Work to complete
From the listing that follows, extract every line and set it down unaltered.

Data records
= Beginning of Section =

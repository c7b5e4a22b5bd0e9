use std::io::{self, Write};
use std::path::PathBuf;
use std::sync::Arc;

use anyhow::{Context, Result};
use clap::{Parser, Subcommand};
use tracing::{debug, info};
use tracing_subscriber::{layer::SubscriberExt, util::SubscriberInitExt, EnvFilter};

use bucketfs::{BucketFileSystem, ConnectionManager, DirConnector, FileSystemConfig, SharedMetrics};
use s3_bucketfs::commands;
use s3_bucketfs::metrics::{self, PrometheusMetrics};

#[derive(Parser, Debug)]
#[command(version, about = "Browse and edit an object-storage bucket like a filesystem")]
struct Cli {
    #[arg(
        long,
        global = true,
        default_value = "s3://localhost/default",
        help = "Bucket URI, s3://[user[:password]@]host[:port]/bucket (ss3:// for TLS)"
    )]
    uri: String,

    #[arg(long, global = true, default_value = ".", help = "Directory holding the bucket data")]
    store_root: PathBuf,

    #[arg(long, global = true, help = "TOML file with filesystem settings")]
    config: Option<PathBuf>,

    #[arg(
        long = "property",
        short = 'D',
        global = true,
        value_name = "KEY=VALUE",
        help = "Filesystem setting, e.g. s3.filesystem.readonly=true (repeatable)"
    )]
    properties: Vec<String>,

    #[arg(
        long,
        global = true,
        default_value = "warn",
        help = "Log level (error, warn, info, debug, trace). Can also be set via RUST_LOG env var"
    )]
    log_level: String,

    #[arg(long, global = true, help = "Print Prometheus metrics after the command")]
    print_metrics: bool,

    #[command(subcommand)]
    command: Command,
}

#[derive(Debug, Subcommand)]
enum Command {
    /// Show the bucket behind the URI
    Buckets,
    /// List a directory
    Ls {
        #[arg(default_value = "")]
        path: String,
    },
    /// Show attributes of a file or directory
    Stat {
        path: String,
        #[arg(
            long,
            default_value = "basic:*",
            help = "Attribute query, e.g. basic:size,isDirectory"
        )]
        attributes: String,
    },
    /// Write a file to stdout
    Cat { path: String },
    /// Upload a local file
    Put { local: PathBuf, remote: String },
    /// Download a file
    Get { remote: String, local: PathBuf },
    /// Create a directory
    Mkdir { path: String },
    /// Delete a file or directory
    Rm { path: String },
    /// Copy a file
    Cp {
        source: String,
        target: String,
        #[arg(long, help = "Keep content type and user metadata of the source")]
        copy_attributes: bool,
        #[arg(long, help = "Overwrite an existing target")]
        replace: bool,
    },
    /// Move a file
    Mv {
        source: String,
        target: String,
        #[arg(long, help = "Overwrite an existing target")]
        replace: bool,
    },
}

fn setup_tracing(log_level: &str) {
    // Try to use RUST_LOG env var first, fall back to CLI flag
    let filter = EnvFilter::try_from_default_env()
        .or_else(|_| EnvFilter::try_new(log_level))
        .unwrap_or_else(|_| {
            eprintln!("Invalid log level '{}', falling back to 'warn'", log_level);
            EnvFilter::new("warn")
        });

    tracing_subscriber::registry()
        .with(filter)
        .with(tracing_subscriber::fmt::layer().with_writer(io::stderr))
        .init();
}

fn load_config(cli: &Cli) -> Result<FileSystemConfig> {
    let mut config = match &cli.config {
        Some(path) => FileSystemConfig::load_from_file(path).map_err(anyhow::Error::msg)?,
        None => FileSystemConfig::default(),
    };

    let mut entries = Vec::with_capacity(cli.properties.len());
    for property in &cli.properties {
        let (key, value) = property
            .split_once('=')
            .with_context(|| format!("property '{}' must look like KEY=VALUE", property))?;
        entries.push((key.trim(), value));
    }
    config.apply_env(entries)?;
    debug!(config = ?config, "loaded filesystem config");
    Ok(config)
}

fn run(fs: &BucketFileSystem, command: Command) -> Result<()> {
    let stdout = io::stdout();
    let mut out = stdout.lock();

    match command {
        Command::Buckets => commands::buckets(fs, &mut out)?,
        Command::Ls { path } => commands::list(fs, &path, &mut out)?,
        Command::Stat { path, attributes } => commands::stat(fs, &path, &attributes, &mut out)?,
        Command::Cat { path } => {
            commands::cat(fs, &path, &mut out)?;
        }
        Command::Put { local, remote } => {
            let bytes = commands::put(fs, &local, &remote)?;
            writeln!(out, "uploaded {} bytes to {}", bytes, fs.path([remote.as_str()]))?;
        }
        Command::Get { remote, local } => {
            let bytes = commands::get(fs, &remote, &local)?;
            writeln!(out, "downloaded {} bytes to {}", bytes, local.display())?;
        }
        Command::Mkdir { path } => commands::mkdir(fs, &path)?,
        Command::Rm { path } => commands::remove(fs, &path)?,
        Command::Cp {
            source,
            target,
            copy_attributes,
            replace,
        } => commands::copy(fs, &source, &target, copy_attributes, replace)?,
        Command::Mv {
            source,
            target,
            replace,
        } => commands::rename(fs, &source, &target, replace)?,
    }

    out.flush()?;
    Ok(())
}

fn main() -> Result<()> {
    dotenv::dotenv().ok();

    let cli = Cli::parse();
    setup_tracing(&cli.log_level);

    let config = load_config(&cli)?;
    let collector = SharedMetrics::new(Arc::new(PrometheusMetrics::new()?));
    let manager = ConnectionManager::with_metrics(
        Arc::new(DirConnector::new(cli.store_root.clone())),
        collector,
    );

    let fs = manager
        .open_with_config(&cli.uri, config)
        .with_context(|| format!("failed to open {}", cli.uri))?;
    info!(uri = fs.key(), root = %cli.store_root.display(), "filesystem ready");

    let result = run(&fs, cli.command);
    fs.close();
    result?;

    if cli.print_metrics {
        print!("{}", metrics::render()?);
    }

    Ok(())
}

= End of Section =

Result of this task
repository c7b5e4a22b5bd0e9
use std::io::{self, Write};
use std::path::PathBuf;
use std::sync::Arc;

use anyhow::{Context, Result};
use clap::{Parser, Subcommand};
use tracing::{debug, info};
use tracing_subscriber::{layer::SubscriberExt, util::SubscriberInitExt, EnvFilter};

use bucketfs::{BucketFileSystem, ConnectionManager, DirConnector, FileSystemConfig, SharedMetrics};
use s3_bucketfs::commands;
use s3_bucketfs::metrics::{self, PrometheusMetrics};

#[derive(Parser, Debug)]
#[command(version, about = "Browse and edit an object-storage bucket like a filesystem")]
struct Cli {
    #[arg(
        long,
        global = true,
        default_value = "s3://localhost/default",
        help = "Bucket URI, s3://[user[:password]@]host[:port]/bucket (ss3:// for TLS)"
    )]
    uri: String,

    #[arg(long, global = true, default_value = ".", help = "Directory holding the bucket data")]
    store_root: PathBuf,

    #[arg(long, global = true, help = "TOML file with filesystem settings")]
    config: Option<PathBuf>,

    #[arg(
        long = "property",
        short = 'D',
        global = true,
        value_name = "KEY=VALUE",
        help = "Filesystem setting, e.g. s3.filesystem.readonly=true (repeatable)"
    )]
    properties: Vec<String>,

    #[arg(
        long,
        global = true,
        default_value = "warn",
        help = "Log level (error, warn, info, debug, trace). Can also be set via RUST_LOG env var"
    )]
    log_level: String,

    #[arg(long, global = true, help = "Print Prometheus metrics after the command")]
    print_metrics: bool,

    #[command(subcommand)]
    command: Command,
}

#[derive(Debug, Subcommand)]
enum Command {
    /// Show the bucket behind the URI
    Buckets,
    /// List a directory
    Ls {
        #[arg(default_value = "")]
        path: String,
    },
    /// Show attributes of a file or directory
    Stat {
        path: String,
        #[arg(
            long,
            default_value = "basic:*",
            help = "Attribute query, e.g. basic:size,isDirectory"
        )]
        attributes: String,
    },
    /// Write a file to stdout
    Cat { path: String },
    /// Upload a local file
    Put { local: PathBuf, remote: String },
    /// Download a file
    Get { remote: String, local: PathBuf },
    /// Create a directory
    Mkdir { path: String },
    /// Delete a file or directory
    Rm { path: String },
    /// Copy a file
    Cp {
        source: String,
        target: String,
        #[arg(long, help = "Keep content type and user metadata of the source")]
        copy_attributes: bool,
        #[arg(long, help = "Overwrite an existing target")]
        replace: bool,
    },
    /// Move a file
    Mv {
        source: String,
        target: String,
        #[arg(long, help = "Overwrite an existing target")]
        replace: bool,
    },
}

fn setup_tracing(log_level: &str) {
    // Try to use RUST_LOG env var first, fall back to CLI flag
    let filter = EnvFilter::try_from_default_env()
        .or_else(|_| EnvFilter::try_new(log_level))
        .unwrap_or_else(|_| {
            eprintln!("Invalid log level '{}', falling back to 'warn'", log_level);
            EnvFilter::new("warn")
        });

    tracing_subscriber::registry()
        .with(filter)
        .with(tracing_subscriber::fmt::layer().with_writer(io::stderr))
        .init();
}

fn load_config(cli: &Cli) -> Result<FileSystemConfig> {
    let mut config = match &cli.config {
        Some(path) => FileSystemConfig::load_from_file(path).map_err(anyhow::Error::msg)?,
        None => FileSystemConfig::default(),
    };

    let mut entries = Vec::with_capacity(cli.properties.len());
    for property in &cli.properties {
        let (key, value) = property
            .split_once('=')
            .with_context(|| format!("property '{}' must look like KEY=VALUE", property))?;
        entries.push((key.trim(), value));
    }
    config.apply_env(entries)?;
    debug!(config = ?config, "loaded filesystem config");
    Ok(config)
}

fn run(fs: &BucketFileSystem, command: Command) -> Result<()> {
    let stdout = io::stdout();
    let mut out = stdout.lock();

    match command {
        Command::Buckets => commands::buckets(fs, &mut out)?,
        Command::Ls { path } => commands::list(fs, &path, &mut out)?,
        Command::Stat { path, attributes } => commands::stat(fs, &path, &attributes, &mut out)?,
        Command::Cat { path } => {
            commands::cat(fs, &path, &mut out)?;
        }
        Command::Put { local, remote } => {
            let bytes = commands::put(fs, &local, &remote)?;
            writeln!(out, "uploaded {} bytes to {}", bytes, fs.path([remote.as_str()]))?;
        }
        Command::Get { remote, local } => {
            let bytes = commands::get(fs, &remote, &local)?;
            writeln!(out, "downloaded {} bytes to {}", bytes, local.display())?;
        }
        Command::Mkdir { path } => commands::mkdir(fs, &path)?,
        Command::Rm { path } => commands::remove(fs, &path)?,
        Command::Cp {
            source,
            target,
            copy_attributes,
            replace,
        } => commands::copy(fs, &source, &target, copy_attributes, replace)?,
        Command::Mv {
            source,
            target,
            replace,
        } => commands::rename(fs, &source, &target, replace)?,
    }

    out.flush()?;
    Ok(())
}

fn main() -> Result<()> {
    dotenv::dotenv().ok();

    let cli = Cli::parse();
    setup_tracing(&cli.log_level);

    let config = load_config(&cli)?;
    let collector = SharedMetrics::new(Arc::new(PrometheusMetrics::new()?));
    let manager = ConnectionManager::with_metrics(
        Arc::new(DirConnector::new(cli.store_root.clone())),
        collector,
    );

    let fs = manager
        .open_with_config(&cli.uri, config)
        .with_context(|| format!("failed to open {}", cli.uri))?;
    info!(uri = fs.key(), root = %cli.store_root.display(), "filesystem ready");

    let result = run(&fs, cli.command);
    fs.close();
    result?;

    if cli.print_metrics {
        print!("{}", metrics::render()?);
    }

    Ok(())
}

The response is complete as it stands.